Port 25 — SMTP
SMTP (Simple Mail Transfer Protocol) on port 25 is how email servers talk to each other. When you send an email, your mail client hands it to an outgoing server, which uses port 25 to deliver it to the recipient's mail server. This protocol has been running since 1982 and remains the backbone of email delivery, despite being fundamentally insecure in its original form.
The catch: most residential ISPs block outbound port 25 to prevent spam. If you're trying to send email from a home server or local development environment and it's not working, this is almost certainly why.
The Three Email Ports
Email uses three different ports, and mixing them up is the #1 cause of "why can't I send email" problems:
| Port | Protocol | Purpose | Encryption |
|---|---|---|---|
| 25 | SMTP | Server-to-server delivery | Optional (STARTTLS) |
| 587 | SMTP (Submission) | Client-to-server (sending email) | STARTTLS required |
| 465 | SMTPS | Client-to-server (legacy SSL) | Implicit TLS |
For sending email from your application or email client, use port 587. Not 25. Port 587 is the official submission port — it requires authentication and encryption, which means your ISP won't block it and your email is less likely to be flagged as spam.

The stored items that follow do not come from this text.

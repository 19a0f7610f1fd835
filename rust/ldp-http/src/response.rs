use std::fmt::Debug;

use http::StatusCode;

use crate::{ByteStream, RepresentationMetadata};

/// Everything needed to write a response: status, metadata and body.
pub struct ResponseDescription {
    /// The status of the response.
    pub status_code: StatusCode,
    /// Metadata to be turned into headers.
    pub metadata: Option<RepresentationMetadata>,
    /// The body, if there is one.
    pub data: Option<ByteStream>,
}

impl Debug for ResponseDescription {
    fn fmt(&self, f: &mut std::fmt::Formatter<'_>) -> std::fmt::Result {
        f.debug_struct("ResponseDescription")
            .field("status_code", &self.status_code)
            .field("metadata", &self.metadata)
            .field("data", &self.data.as_ref().map(|_| "<stream>"))
            .finish()
    }
}
use std::sync::Arc;

use async_trait::async_trait;

use crate::{ConditionalSend, ConditionalSync};

/// The contract shared by every pluggable strategy: "can I process this
/// input, and if so, process it".
///
/// - [`Handler::can_handle`] is a cheap, side-effect free check of whether
///   the handler applies to the shape of the input. It must not perform the
///   actual work and must give the same answer every time it is asked.
/// - [`Handler::handle`] performs the work. Its behavior is unspecified when
///   `can_handle` was not confirmed first.
/// - [`Handler::handle_safe`] is `can_handle` followed by `handle` as one
///   call. Implementations may override it to avoid preparing the same
///   arguments twice.
///
/// Handlers keep no per-call mutable state, so one instance may serve any
/// number of concurrent requests.
///
/// # Example
///
/// ```
/// use async_trait::async_trait;
/// use ldp_common::{Handler, UnsupportedInputError};
///
/// struct Doubler;
///
/// #[cfg_attr(not(target_arch = "wasm32"), async_trait)]
/// #[cfg_attr(target_arch = "wasm32", async_trait(?Send))]
/// impl Handler<i64> for Doubler {
///     type Output = i64;
///     type Error = UnsupportedInputError;
///
///     async fn can_handle(&self, input: &i64) -> Result<(), Self::Error> {
///         if *input < 0 {
///             return Err(UnsupportedInputError::new("negative input"));
///         }
///         Ok(())
///     }
///
///     async fn handle(&self, input: i64) -> Result<i64, Self::Error> {
///         Ok(input * 2)
///     }
/// }
/// ```
#[cfg_attr(not(target_arch = "wasm32"), async_trait)]
#[cfg_attr(target_arch = "wasm32", async_trait(?Send))]
pub trait Handler<Input>: ConditionalSync
where
    Input: ConditionalSend + ConditionalSync + 'static,
{
    /// What a successful invocation produces.
    type Output: ConditionalSend;
    /// What a failed invocation produces.
    type Error: ConditionalSend;

    /// Check whether this handler supports the given input. Accepts
    /// everything unless overridden.
    async fn can_handle(&self, _input: &Input) -> Result<(), Self::Error> {
        Ok(())
    }

    /// Process the input.
    async fn handle(&self, input: Input) -> Result<Self::Output, Self::Error>;

    /// Check the input with [`Handler::can_handle`] and, when supported,
    /// process it with [`Handler::handle`].
    async fn handle_safe(&self, input: Input) -> Result<Self::Output, Self::Error> {
        self.can_handle(&input).await?;
        self.handle(input).await
    }
}

/// A shareable, type-erased handler.
pub type DynHandler<Input, Output, Error> =
    Arc<dyn Handler<Input, Output = Output, Error = Error>>;

#[cfg_attr(not(target_arch = "wasm32"), async_trait)]
#[cfg_attr(target_arch = "wasm32", async_trait(?Send))]
impl<Input, H> Handler<Input> for Arc<H>
where
    Input: ConditionalSend + ConditionalSync + 'static,
    H: Handler<Input> + ?Sized,
{
    type Output = H::Output;
    type Error = H::Error;

    async fn can_handle(&self, input: &Input) -> Result<(), Self::Error> {
        self.as_ref().can_handle(input).await
    }

    async fn handle(&self, input: Input) -> Result<Self::Output, Self::Error> {
        self.as_ref().handle(input).await
    }

    async fn handle_safe(&self, input: Input) -> Result<Self::Output, Self::Error> {
        self.as_ref().handle_safe(input).await
    }
}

Port 465 was originally assigned for SMTPS (SMTP over SSL), then deprecated, then re-assigned. It works with many providers (Gmail, Outlook) but 587 with STARTTLS is the modern standard.
Why ISPs Block Port 25
In the early internet, anyone could set up a mail server at home and send email directly. Spammers exploited this ruthlessly — compromised home computers became spam relays, sending millions of unwanted emails. ISPs responded by blocking outbound port 25 for residential customers. This means your home computer can't directly deliver email to other mail servers.
The solution is to relay through an authenticated SMTP server on port 587 — your email provider (Gmail, Outlook, SendGrid, etc.) accepts the email from you and then uses port 25 to deliver it to the destination. This way, the email provider can enforce rate limits, scan for spam, and maintain sender reputation.
Sending Email from Your App
If you're building a web application that needs to send email (password resets, notifications, confirmations), don't try to run your own SMTP server. Use a transactional email service and connect via port 587:
# Python (smtplib)
import smtplib
from email.mime.text import MIMEText
msg = MIMEText("Hello from my app!")
msg['Subject'] = 'Test Email'
msg['From'] = 'you@example.com'
msg['To'] = 'recipient@example.com'
with smtplib.SMTP('smtp.gmail.com', 587) as server:
server.starttls()
server.login('you@gmail.com', 'app-password')
server.send_message(msg)
// Node.js (nodemailer)
const nodemailer = require('nodemailer');
const transporter = nodemailer.createTransport({
host: 'smtp.gmail.com',
port: 587,
secure: false, // STARTTLS
auth: { user: 'you@gmail.com', pass: 'app-password' }
});
await transporter.sendMail({
from: 'you@gmail.com',
to: 'recipient@example.com',
subject: 'Test',
text: 'Hello from Node.js!'
});
Common SMTP Servers
| Provider | SMTP Server | Port | Auth |
|---|---|---|---|
| Gmail | smtp.gmail.com | 587 (TLS) / 465 (SSL) | App Password required |
| Outlook/365 | smtp.office365.com | 587 | Username + password |
| SendGrid | smtp.sendgrid.net | 587 | API key as password |
| Mailgun | smtp.mailgun.org | 587 | Domain credentials |
| Amazon SES | email-smtp.{region}.amazonaws.com | 587 | IAM SMTP credentials |
Testing SMTP Locally
For local development, you don't want to send real emails. Use a local SMTP trap that catches outgoing email without delivering it:
- MailHog — catches all outgoing email and shows it in a web interface at
localhost:8025. SMTP on port 1025.docker run -p 1025:1025 -p 8025:8025 mailhog/mailhog - Mailtrap.io — cloud-based SMTP trap with a fake inbox. Free tier available
- Python one-liner:
python -m smtpd -n -c DebuggingServer localhost:1025— prints all emails to terminal
Troubleshooting
"Connection timed out" on port 25: Your ISP is blocking it. Use port 587 instead. This is not a bug — it's working as intended.
"Authentication required" on port 587: You need to provide valid credentials. For Gmail, you need an "App Password" (not your regular password) generated in your Google Account security settings.
Email sent but goes to spam: Your sending domain lacks proper DNS records. Set up SPF, DKIM, and DMARC records in your domain's DNS — use DNS lookup to verify them.